Rather than run ads on a loop the next two months, Reed advised the Romney campaign to put more money into tactics like door-to-door campaigning to turn out supporters, which Tucker called his biggest weakness.
The GOP and Democratic national conventions, which just wrapped up Thursday and last week, respectively, won't move the needle much, either, because viewers were mostly already fans of one candidate or the other, Tucker said. Nor will social media change minds because, as Simmons noted, swing voters are too busy working or taking care of their children to spend time on Twitter.
For people who follow politics closely, though, the Internet has opened up a whole new world of information and entertainment, said Republican speechwriter Mary Kate Carey. For example, Twitter users were taking bets on how many times Vice President Joe Biden would use the word "literally" during his convention speech, she said. "I think the electorate is extraordinarily engaged," she said.
As Romney and Obama court the tiny pool of undecided voters, they're also working to boost turnout among their most avid supporters. That's what the conventions were all about, said Tucker.
Obama leads among women, especially educated and working-class unmarried women who feel like he understands them better, Tucker said, but Romney has closed 2008 GOP nominee John McCain's gap by appealing to married women who are more conservative on issues like abortion, in spite of Democratic efforts to paint Republicans as extremists, Carey said. "Don't be fooled—it doesn't make that much difference in this election," Tucker said of Senate candidate Todd Akin's recent comments on rape. Instead, women care most about their pocketbooks because they do the shopping and fill up the family car, she said. For Romney to win, he needs at least 44 percent of female voters, which he's close to getting, but the negative tone of the campaign on both sides disgusts women, Reed said.

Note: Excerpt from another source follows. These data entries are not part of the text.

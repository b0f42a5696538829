//! User-friendly diagnostic messages.
//!
//! Every fatal error shown to the user names the root cause and, where one
//! exists, the change that fixes it.

use std::fmt;
use std::path::PathBuf;

/// Common suggestion messages for consistent error handling.
pub mod suggestions {
    /// Suggestion when no stack file is found.
    pub const NO_STACK_FILE: &str =
        "Create an `ilcstack.toml` or point to one with `--stack <FILE>`";

    /// Suggestion when a module name is not part of the stack.
    pub const MODULE_NOT_IN_STACK: &str = "Run `ilcstack check` to list the modules of this stack";

    /// Suggestion when a build step fails.
    pub const BUILD_FAILED: &str = "Run `ilcstack --verbose install` to see tool output as it happens";
}

/// Severity level for diagnostics.
#[derive(Debug, Clone, Copy, PartialEq, Eq)]
pub enum Severity {
    Error,
    Warning,
}

impl fmt::Display for Severity {
    fn fmt(&self, f: &mut fmt::Formatter<'_>) -> fmt::Result {
        match self {
            Severity::Error => write!(f, "error"),
            Severity::Warning => write!(f, "warning"),
        }
    }
}

/// A diagnostic message with optional suggestions.
#[derive(Debug, Clone)]
pub struct Diagnostic {
    /// Primary message
    pub message: String,
    pub severity: Severity,
    /// Additional context lines
    pub context: Vec<String>,
    /// Suggested fixes
    pub suggestions: Vec<String>,
    /// Related location (file path)
    pub location: Option<PathBuf>,
}

impl Diagnostic {
    /// Create a new error diagnostic.
    pub fn error(message: impl Into<String>) -> Self {
        Diagnostic {
            message: message.into(),
            severity: Severity::Error,
            context: Vec::new(),
            suggestions: Vec::new(),
            location: None,
        }
    }

    /// Create a new warning diagnostic.
    pub fn warning(message: impl Into<String>) -> Self {
        Diagnostic {
            message: message.into(),
            severity: Severity::Warning,
            context: Vec::new(),
            suggestions: Vec::new(),
            location: None,
        }
    }

    /// Add context to the diagnostic.
    pub fn with_context(mut self, context: impl Into<String>) -> Self {
        self.context.push(context.into());
        self
    }

    /// Add a suggestion for fixing the issue.
    pub fn with_suggestion(mut self, suggestion: impl Into<String>) -> Self {
        self.suggestions.push(suggestion.into());
        self
    }

    /// Add a file location.
    pub fn with_location(mut self, path: impl Into<PathBuf>) -> Self {
        self.location = Some(path.into());
        self
    }

    /// Format the diagnostic for terminal output.
    pub fn format(&self, color: bool) -> String {
        let mut output = String::new();

        let severity_str = match (self.severity, color) {
            (Severity::Error, true) => "\x1b[1;31merror\x1b[0m",
            (Severity::Warning, true) => "\x1b[1;33mwarning\x1b[0m",
            (Severity::Error, false) => "error",
            (Severity::Warning, false) => "warning",
        };

        output.push_str(&format!("{}: {}\n", severity_str, self.message));

        if let Some(ref path) = self.location {
            output.push_str(&format!("  --> {}\n", path.display()));
        }

        for ctx in &self.context {
            output.push_str(&format!("  = {}\n", ctx));
        }

        if !self.suggestions.is_empty() {
            output.push('\n');
            let help_prefix = if color {
                "\x1b[1;32mhelp\x1b[0m"
            } else {
                "help"
            };
            output.push_str(&format!("{}: consider:\n", help_prefix));
            for (i, suggestion) in self.suggestions.iter().enumerate() {
                output.push_str(&format!("  {}. {}\n", i + 1, suggestion));
            }
        }

        output
    }
}

impl fmt::Display for Diagnostic {
    fn fmt(&self, f: &mut fmt::Formatter<'_>) -> fmt::Result {
        write!(f, "{}", self.format(false))
    }
}

/// Print a diagnostic to stderr.
pub fn emit(diagnostic: &Diagnostic, color: bool) {
    eprint!("{}", diagnostic.format(color));
}

#[cfg(test)]
mod tests {
    use super::*;

    #[test]
    fn test_diagnostic_formatting() {
        let diag = Diagnostic::error("`Marlin` requires `LCIO`, which is not installed")
            .with_context("LCIO is listed in `mode = \"use\"` but lib/liblcio.so is missing")
            .with_suggestion("Install LCIO first")
            .with_suggestion("Or point `path` at an existing installation")
            .with_location("/opt/ilcsoft/ilcstack.toml");

        let output = diag.format(false);
        assert!(output.starts_with("error: `Marlin` requires `LCIO`"));
        assert!(output.contains("  --> /opt/ilcsoft/ilcstack.toml"));
        assert!(output.contains("  = LCIO is listed"));
        assert!(output.contains("help: consider:"));
        assert!(output.contains("2. Or point `path`"));
    }

    #[test]
    fn test_warning_has_no_suggestions_block() {
        let output = Diagnostic::warning("doxygen not found").format(false);
        assert_eq!(output, "warning: doxygen not found\n");
    }
}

Thirty-nine percent of white voters support Obama, compared to 43 percent in 2008, which will make it hard for him to win Virginia, North Carolina and Florida again unless more minority voters turn out, Reed said. Conversely, polls show that Romney has virtually no support among African-Americans, even less than the 8 percent or so of the black vote that usually goes to Republicans, Simmons said. But black turnout could decline this year due to new voter ID laws and other restrictions, he said.
The panel discussion was part of the UGA School of Public and International Affairs' 10th anniversary celebration.